Islandia
Imagen de un paisaje en Islandia. Brad Weber / WIKIPEDIA

Lo hemos visto en películas, series y libros, pero por ahora, no esta situación no se ha producido en la vida real. ¿Qué ocurriría si una enfermedad contagiosa mortal se extendiera por todo el mundo, amenazando a la humanidad? ¿Adónde deberíamos huir? Esta es la pregunta que se han hecho un grupo de investigadores, que han publicado los resultados de su estudio en la revista Risk Analysis.

La investigación revela que los mejores lugares para sobrevivir a un apocalipsis de este calibre son islas separadas del continente y sin fronteras con otros países. Además, debe haber una cantidad suficiente de población, estimada en 250.000 personas, debe haber una cantidad mínima de infraestructuras para proporcionar energía y cierto nivel tecnológico y científico, a lo que habría que sumar recursos naturales disponibles  y con estabilidad política social.

Con estos ingredientes, el estudio revela que los tres mejores países para afrontar esta circunstancia son Australia, Nueva Zelanda e Islandia.

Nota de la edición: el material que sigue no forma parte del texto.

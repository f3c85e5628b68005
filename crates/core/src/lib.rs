//! # Triage Core
//!
//! Core business logic for the hospital triage queue system.
//!
//! This crate contains pure domain operations and file/folder management:
//! - The fixed four-level clinical priority scale
//! - Queue ordering by urgency, then arrival
//! - Wait-time estimation against a caregiver count
//! - Patient registration, lookup, update and removal with sharded JSON storage
//!
//! **No API concerns**: HTTP servers, OpenAPI documentation, or terminal interfaces belong in
//! `api-rest`, `api-shared`, or `cli`.

pub mod config;
pub mod constants;
pub mod error;
pub mod patient;
pub mod priority;
pub mod queue;
pub mod record_id;
pub mod service;
pub mod store;
pub mod wait_time;

pub use config::CoreConfig;
pub use error::{TriageError, TriageResult};
pub use patient::{NewPatient, Patient, PatientUpdate, VitalSigns};
pub use priority::Priority;
pub use queue::order_by_urgency;
pub use record_id::RecordId;
pub use service::PatientService;
pub use store::PatientStore;
pub use wait_time::{estimate_wait, WaitEstimate};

Tras ellos, Japón, que tiene un doble problema: está superpoblado y no puede abastecerse a sí mismo sin ayuda externa. Tras Japón hallamos países insulares aislados, pero con bajo nivel científico y económico, como Barbados, Cuba, Fiyi o Jamaica. Por último, islas como Malta, Tasmania o Hokkaido puntúan alto, pero tienen el problema de su excesiva proximidad al continente.

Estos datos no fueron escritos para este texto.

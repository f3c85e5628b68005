//! Clinical priority scale.
//!
//! This module defines the fixed four-level classification assigned to every
//! patient at triage. Each level carries a human-readable display label (the
//! serialized form) and a numeric urgency weight used by queue ordering and
//! wait-time estimation.

use crate::error::{TriageError, TriageResult};
use std::fmt;
use std::str::FromStr;

/// One of the four fixed urgency classifications.
///
/// Higher weight means more urgent. The scale is closed: callers can match
/// exhaustively over the four variants and the compiler will flag any missed
/// level.
#[derive(Clone, Copy, Debug, PartialEq, Eq, Hash)]
pub enum Priority {
    /// "Emergência", weight 4.
    Emergency,
    /// "Muita Urgência", weight 3.
    HighUrgency,
    /// "Pouca Urgência", weight 2.
    LowUrgency,
    /// "Não Urgência", weight 1.
    NonUrgent,
}

impl Priority {
    /// The four levels in descending order of urgency.
    pub const ALL: [Priority; 4] = [
        Priority::Emergency,
        Priority::HighUrgency,
        Priority::LowUrgency,
        Priority::NonUrgent,
    ];

    /// Returns the numeric urgency weight for this level.
    ///
    /// Weights are strictly ordered and never equal: a higher weight always
    /// means a more urgent classification.
    pub fn weight(self) -> u8 {
        match self {
            Priority::Emergency => 4,
            Priority::HighUrgency => 3,
            Priority::LowUrgency => 2,
            Priority::NonUrgent => 1,
        }
    }

    /// Returns the display label for this level.
    pub fn label(self) -> &'static str {
        match self {
            Priority::Emergency => "Emergência",
            Priority::HighUrgency => "Muita Urgência",
            Priority::LowUrgency => "Pouca Urgência",
            Priority::NonUrgent => "Não Urgência",
        }
    }

    /// Classifies a display label into its priority level.
    ///
    /// The label is trimmed and matched case-insensitively against the four
    /// known display labels.
    ///
    /// # Errors
    ///
    /// Returns [`TriageError::InvalidPriorityLabel`] when the label matches
    /// none of the levels; the error message enumerates the accepted labels.
    pub fn from_label(label: &str) -> TriageResult<Self> {
        let wanted = label.trim().to_lowercase();
        Priority::ALL
            .iter()
            .copied()
            .find(|level| level.label().to_lowercase() == wanted)
            .ok_or_else(|| TriageError::InvalidPriorityLabel(label.trim().to_string()))
    }
}

impl fmt::Display for Priority {
    fn fmt(&self, f: &mut fmt::Formatter<'_>) -> fmt::Result {
        write!(f, "{}", self.label())
    }
}

impl FromStr for Priority {
    type Err = TriageError;

    fn from_str(s: &str) -> Result<Self, Self::Err> {
        Self::from_label(s)
    }
}

impl serde::Serialize for Priority {
    fn serialize<S>(&self, serializer: S) -> Result<S::Ok, S::Error>
    where
        S: serde::Serializer,
    {
        serializer.serialize_str(self.label())
    }
}

impl<'de> serde::Deserialize<'de> for Priority {
    fn deserialize<D>(deserializer: D) -> Result<Self, D::Error>
    where
        D: serde::Deserializer<'de>,
    {
        let s = String::deserialize(deserializer)?;
        Priority::from_label(&s).map_err(serde::de::Error::custom)
    }
}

Lo que también explican los autores del estudio es que en caso de pandemia, es muy probable que los países en cuestión tardaran muy poco en cerrar sus fronteras, por lo que no se podría entrar.

¿Y cómo de factible es este escenario? Uno de los autores del estudio, Nick Wilson, cree que es cuestión de tiempo, ya que los avances en biotecnología pueden desencadenar por accidente una pandemia capaz de extinguir la humanidad. La OMS, incluso, tiene un plan para esta eventualidad. Y se teme que el cambio climático pueda desenterrar virus de hace millones de años.